Ravi was a significant personal influence and a great friend of the Colson Center. When Ravi died in May of last year, we honored him. At the time, both Ravi and RZIM leadership claimed that allegations of an inappropriate relationship had been dismissed and disproven after a thorough investigation. We trusted the information provided to us. We were wrong. I both believed and shared excuses that explained Ravi’s behavior. By doing that, I was wrong and misled others. To be clear, no one at the Colson Center had any sense just how much would be revealed in this final report. But I wish I had not been so quick to trust what I wanted to be true.

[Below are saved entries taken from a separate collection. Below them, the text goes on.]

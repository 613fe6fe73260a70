//! Text rendering of a concept network.

use colored::Colorize;
use noesis_core::prelude::*;

use crate::network::RoundReport;

fn identifiers(net: &ConceptNetwork, ids: &[NodeId]) -> Vec<String> {
    ids.iter()
        .filter_map(|&id| net.node(id))
        .map(|n| n.identifier().to_string())
        .collect()
}

pub fn print_round(net: &ConceptNetwork, report: &RoundReport) {
    for (identifier, level) in &report.direct_levels {
        println!("Node '{}' activation: {:.4}", identifier, level);
    }
    println!(
        "Active nodes: {:?}",
        identifiers(net, &report.initially_active)
    );
    println!();
    println!("{}", "Propagating activation from active nodes...".blue());
    println!(
        "Additionally activated nodes after propagation: {:?}",
        identifiers(net, &report.propagated)
    );
}

pub fn print_network_state(net: &ConceptNetwork, active: &[NodeId]) {
    println!();
    println!("{}", "Network State".white().bold());
    println!("{}", "═".repeat(40).dimmed());

    for (id, node) in net.nodes() {
        let status = if active.contains(&id) {
            "ACTIVE".green().bold()
        } else {
            "inactive".dimmed()
        };
        let connections: Vec<&str> = net
            .connections(id)
            .map(|conns| conns.iter().map(|c| c.identifier).collect())
            .unwrap_or_default();

        println!("Node: {} [{}]", node.identifier().to_uppercase().cyan(), status);
        println!("  - Activation:  {:.4}", node.activation_level());
        println!("  - Connections: {}", connections.join(", "));
    }

    println!();
    println!("{}", "Active Path".white().bold());
    println!("{}", "═".repeat(40).dimmed());
    let path = identifiers(net, active);
    if path.is_empty() {
        println!("No nodes activated");
    } else {
        println!("{}", path.join(" -> "));
    }
}
use std::future::Future;
use std::sync::atomic::{AtomicU64, Ordering};
use std::sync::Arc;
use std::time::Duration;
use tokio::task::JoinHandle;
use tracing::trace;

/// Collapses bursts of calls into one invocation of `func` with the
/// arguments of the last call.
///
/// Every [`call`](Self::call) restarts the delay. A callback that has already
/// started is never interrupted by a later call.
pub struct Debouncer<T, F> {
    delay: Duration,
    func: Arc<F>,
    generation: Arc<AtomicU64>,
    _args: std::marker::PhantomData<fn(T)>,
}

impl<T, F> std::fmt::Debug for Debouncer<T, F> {
    fn fmt(&self, f: &mut std::fmt::Formatter<'_>) -> std::fmt::Result {
        f.debug_struct("Debouncer")
            .field("delay", &self.delay)
            .field("generation", &self.generation.load(Ordering::SeqCst))
            .finish()
    }
}

impl<T, F, Fut> Debouncer<T, F>
where
    T: Send + 'static,
    F: Fn(T) -> Fut + Send + Sync + 'static,
    Fut: Future<Output = ()> + Send + 'static,
{
    pub fn new(delay: Duration, func: F) -> Self {
        Self {
            delay,
            func: Arc::new(func),
            generation: Arc::new(AtomicU64::new(0)),
            _args: std::marker::PhantomData,
        }
    }

    /// Schedules `func(args)` after the delay unless another call arrives first.
    ///
    /// The returned handle resolves once the scheduled task is done: `true`
    /// after `func` has run to completion, `false` if the call was superseded
    /// or cancelled. Must be called from within a Tokio runtime.
    pub fn call(&self, args: T) -> JoinHandle<bool> {
        let ticket = self.generation.fetch_add(1, Ordering::SeqCst) + 1;
        let generation = Arc::clone(&self.generation);
        let func = Arc::clone(&self.func);
        let delay = self.delay;

        tokio::spawn(async move {
            tokio::time::sleep(delay).await;
            if generation.load(Ordering::SeqCst) != ticket {
                trace!("Debounced call {} superseded", ticket);
                return false;
            }
            func(args).await;
            true
        })
    }

    /// Drops any pending call.
    pub fn cancel(&self) {
        self.generation.fetch_add(1, Ordering::SeqCst);
    }
}

#[cfg(test)]
mod tests {
    use super::*;
    use std::sync::Mutex;

    fn recorder() -> (
        Arc<Mutex<Vec<String>>>,
        impl Fn(String) -> std::future::Ready<()> + Send + Sync + 'static,
    ) {
        let calls = Arc::new(Mutex::new(Vec::new()));
        let sink = Arc::clone(&calls);
        (calls, move |q: String| {
            sink.lock().unwrap().push(q);
            std::future::ready(())
        })
    }

    #[tokio::test(start_paused = true)]
    async fn burst_runs_once_with_last_arguments() {
        let (calls, func) = recorder();
        let debouncer = Debouncer::new(Duration::from_millis(300), func);

        debouncer.call("b".to_string());
        tokio::time::sleep(Duration::from_millis(100)).await;
        debouncer.call("ba".to_string());
        tokio::time::sleep(Duration::from_millis(100)).await;
        debouncer.call("bat".to_string());
        tokio::time::sleep(Duration::from_millis(299)).await;
        assert!(calls.lock().unwrap().is_empty());

        tokio::time::sleep(Duration::from_millis(10)).await;
        assert_eq!(*calls.lock().unwrap(), ["bat"]);
    }

    #[tokio::test(start_paused = true)]
    async fn calls_separated_by_the_delay_each_run() {
        let (calls, func) = recorder();
        let debouncer = Debouncer::new(Duration::from_millis(50), func);

        debouncer.call("one".to_string());
        tokio::time::sleep(Duration::from_millis(60)).await;
        debouncer.call("two".to_string());
        tokio::time::sleep(Duration::from_millis(60)).await;

        assert_eq!(*calls.lock().unwrap(), ["one", "two"]);
    }

    #[tokio::test(start_paused = true)]
    async fn handles_report_whether_the_callback_ran() {
        let (calls, func) = recorder();
        let debouncer = Debouncer::new(Duration::from_millis(50), func);

        let first = debouncer.call("a".to_string());
        let last = debouncer.call("ab".to_string());

        assert!(last.await.unwrap());
        assert!(!first.await.unwrap());
        assert_eq!(*calls.lock().unwrap(), ["ab"]);
    }

    #[tokio::test(start_paused = true)]
    async fn last_handle_waits_for_a_slow_callback() {
        let finished = Arc::new(Mutex::new(false));
        let flag = Arc::clone(&finished);
        let debouncer = Debouncer::new(Duration::from_millis(50), move |_: ()| {
            let flag = Arc::clone(&flag);
            async move {
                tokio::time::sleep(Duration::from_secs(5)).await;
                *flag.lock().unwrap() = true;
            }
        });

        let handle = debouncer.call(());

        assert!(handle.await.unwrap());
        assert!(*finished.lock().unwrap());
    }

    #[tokio::test(start_paused = true)]
    async fn cancel_drops_pending_call() {
        let (calls, func) = recorder();
        let debouncer = Debouncer::new(Duration::from_millis(50), func);

        let handle = debouncer.call("never".to_string());
        debouncer.cancel();

        assert!(!handle.await.unwrap());
        assert!(calls.lock().unwrap().is_empty());
    }
}
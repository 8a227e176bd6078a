use crate::config::OmdbConfig;
use crate::http::HttpClient;
use crate::models::{MovieDetails, MovieSummary};
use anyhow::{Context, Result};
use serde::Deserialize;
use tracing::{debug, instrument};
use url::Url;

/// `Response` value the upstream uses for a usable result.
const RESPONSE_OK: &str = "True";

#[derive(Debug, Clone)]
pub struct OmdbClient {
    http: HttpClient,
    base_url: Url,
    api_key: String,
}

#[derive(Debug, Clone, Default, Deserialize)]
pub struct SearchResponse {
    #[serde(rename = "Search", default)]
    pub search: Vec<MovieSummary>,
    #[serde(rename = "totalResults", default)]
    pub total_results: Option<String>,
    #[serde(rename = "Response", default)]
    pub response: String,
    #[serde(rename = "Error")]
    pub error: Option<String>,
}

impl SearchResponse {
    pub fn is_success(&self) -> bool {
        self.response == RESPONSE_OK
    }

    /// Upstream sends the count as a string; anything unparsable counts as zero.
    pub fn total_results(&self) -> u32 {
        self.total_results
            .as_deref()
            .and_then(|raw| raw.trim().parse().ok())
            .unwrap_or(0)
    }
}

#[derive(Debug, Clone, Default, Deserialize)]
pub struct DetailsResponse {
    #[serde(flatten)]
    pub details: MovieDetails,
    #[serde(rename = "Error")]
    pub error: Option<String>,
}

impl DetailsResponse {
    pub fn is_success(&self) -> bool {
        self.details.response == RESPONSE_OK
    }
}

impl OmdbClient {
    pub fn new(http: HttpClient, config: &OmdbConfig) -> Result<Self> {
        let base_url = Url::parse(&config.base_url)
            .with_context(|| format!("invalid OMDb base URL: {}", config.base_url))?;

        Ok(Self {
            http,
            base_url,
            api_key: config.api_key.clone(),
        })
    }

    #[instrument(skip(self))]
    pub async fn search(&self, query: &str, page: u32) -> Result<SearchResponse> {
        debug!("Searching OMDb");
        let page = page.to_string();
        let params = [
            ("apikey", self.api_key.as_str()),
            ("s", query),
            ("page", page.as_str()),
            ("type", "movie"),
        ];

        self.http
            .get_json_with_query(self.base_url.as_str(), &params)
            .await
    }

    #[instrument(skip(self))]
    pub async fn details(&self, id: &str) -> Result<DetailsResponse> {
        debug!("Fetching OMDb details");
        let params = [("apikey", self.api_key.as_str()), ("i", id), ("plot", "full")];

        self.http
            .get_json_with_query(self.base_url.as_str(), &params)
            .await
    }
}

#[cfg(test)]
mod tests {
    use super::*;
    use serde_json::json;
    use wiremock::matchers::{method, query_param};
    use wiremock::{Mock, MockServer, ResponseTemplate};

    async fn client_for(server: &MockServer) -> OmdbClient {
        let config = OmdbConfig {
            base_url: format!("{}/", server.uri()),
            api_key: "test-key".into(),
        };
        OmdbClient::new(HttpClient::new().unwrap(), &config).unwrap()
    }

    #[test]
    fn total_results_parse_failures_are_zero() {
        let mut response = SearchResponse::default();
        assert_eq!(response.total_results(), 0);

        response.total_results = Some("many".into());
        assert_eq!(response.total_results(), 0);

        response.total_results = Some("412".into());
        assert_eq!(response.total_results(), 412);
    }

    #[test]
    fn rejects_invalid_base_url() {
        let config = OmdbConfig {
            base_url: "not a url".into(),
            api_key: "k".into(),
        };
        assert!(OmdbClient::new(HttpClient::new().unwrap(), &config).is_err());
    }

    #[tokio::test]
    async fn search_sends_expected_parameters() {
        let server = MockServer::start().await;
        Mock::given(method("GET"))
            .and(query_param("apikey", "test-key"))
            .and(query_param("s", "alien"))
            .and(query_param("page", "3"))
            .and(query_param("type", "movie"))
            .respond_with(ResponseTemplate::new(200).set_body_json(json!({
                "Search": [{
                    "imdbID": "tt0078748",
                    "Title": "Alien",
                    "Year": "1979",
                    "Poster": "N/A",
                    "Type": "movie"
                }],
                "totalResults": "31",
                "Response": "True"
            })))
            .expect(1)
            .mount(&server)
            .await;

        let response = client_for(&server).await.search("alien", 3).await.unwrap();

        assert!(response.is_success());
        assert_eq!(response.total_results(), 31);
        assert_eq!(response.search[0].poster_url, "N/A");
    }

    #[tokio::test]
    async fn details_sends_expected_parameters() {
        let server = MockServer::start().await;
        Mock::given(method("GET"))
            .and(query_param("i", "tt0078748"))
            .and(query_param("plot", "full"))
            .respond_with(ResponseTemplate::new(200).set_body_json(json!({
                "imdbID": "tt0078748",
                "Title": "Alien",
                "Director": "Ridley Scott",
                "BoxOffice": "$81,900,459",
                "Response": "True"
            })))
            .expect(1)
            .mount(&server)
            .await;

        let response = client_for(&server).await.details("tt0078748").await.unwrap();

        assert!(response.is_success());
        assert_eq!(response.details.director, "Ridley Scott");
        assert_eq!(response.details.box_office.as_deref(), Some("$81,900,459"));
    }

    #[tokio::test]
    async fn domain_failure_carries_upstream_error() {
        let server = MockServer::start().await;
        Mock::given(method("GET"))
            .respond_with(ResponseTemplate::new(200).set_body_json(json!({
                "Response": "False",
                "Error": "Incorrect IMDb ID."
            })))
            .mount(&server)
            .await;

        let response = client_for(&server).await.details("bogus").await.unwrap();

        assert!(!response.is_success());
        assert_eq!(response.error.as_deref(), Some("Incorrect IMDb ID."));
    }
}
use crate::models::{self, MovieDetails, PosterSize};
use crate::omdb::{DetailsResponse, OmdbClient};
use tokio::sync::watch;
use tracing::{error, info, instrument, warn};

pub const DETAILS_NOT_FOUND_MESSAGE: &str = "Movie details not found";
pub const DETAILS_FAILED_MESSAGE: &str = "Failed to load movie details. Please try again.";

#[derive(Debug, Clone, Default, PartialEq, Eq)]
pub struct DetailsState {
    pub details: Option<MovieDetails>,
    pub is_loading: bool,
    pub has_error: bool,
    pub error_message: String,
}

impl DetailsState {
    fn fail(&mut self, message: String) {
        self.details = None;
        self.has_error = true;
        self.error_message = message;
    }
}

/// Loads one movie record at a time; each fetch replaces the previous one.
#[derive(Debug)]
pub struct MovieDetailsLoader {
    omdb: OmdbClient,
    state: watch::Sender<DetailsState>,
}

impl MovieDetailsLoader {
    pub fn new(omdb: OmdbClient) -> Self {
        let (state, _) = watch::channel(DetailsState::default());
        Self { omdb, state }
    }

    pub fn state(&self) -> DetailsState {
        self.state.borrow().clone()
    }

    pub fn subscribe(&self) -> watch::Receiver<DetailsState> {
        self.state.subscribe()
    }

    pub fn details(&self) -> Option<MovieDetails> {
        self.state.borrow().details.clone()
    }

    #[instrument(skip(self))]
    pub async fn fetch_details(&self, id: &str) {
        if id.trim().is_empty() {
            return;
        }

        self.state.send_modify(|state| {
            state.is_loading = true;
            state.has_error = false;
            state.error_message.clear();
        });

        let outcome = self.omdb.details(id).await;

        self.state.send_modify(|state| {
            match outcome {
                Ok(response) => apply_response(state, response),
                Err(e) => {
                    error!("Details error: {:#}", e);
                    state.fail(DETAILS_FAILED_MESSAGE.to_string());
                }
            }
            state.is_loading = false;
        });
    }

    pub fn clear(&self) {
        self.state.send_modify(|state| {
            state.details = None;
            state.has_error = false;
            state.error_message.clear();
        });
    }
}

fn apply_response(state: &mut DetailsState, response: DetailsResponse) {
    if !response.is_success() {
        let message = response
            .error
            .filter(|e| !e.trim().is_empty())
            .unwrap_or_else(|| DETAILS_NOT_FOUND_MESSAGE.to_string());
        warn!("Details lookup failed: {}", message);
        state.fail(message);
        return;
    }

    let mut details = response.details;
    models::normalize_poster(&mut details.poster_url, &details.title, PosterSize::Full);
    info!("Loaded details for '{}' ({})", details.title, details.id);
    state.details = Some(details);
}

There is no sugar-coating, excusing, or explaining away Ravi’s behavior. It was sinful. It was wicked. And, as this report made crystal clear, it was duplicitous. Reading through it, I couldn’t shake the words I heard time and time again from Chuck Colson: “There is no limit to the human capacity for self-rationalization.”
That’s why Proverbs uses the word “folly” to describe sin. As a mentor of mine used to say, sin makes us dumb. Buried in sin, we become fools, actually convincing ourselves that, for the first time in human history, we will be the ones to get away with it.
As sin takes us deeper than we ever imagined possible, others are dragged along into our self-deception. Sin always leaves other victims, human beings made in the image of God and for whom Christ died. The number of women Ravi abused, and the degree to which he deceived them, is breath-taking. RZIM has committed to make restitution and care for these women. I hope and pray they will. And there are other victims to remember: family members, friends, and the many disillusioned others around the world.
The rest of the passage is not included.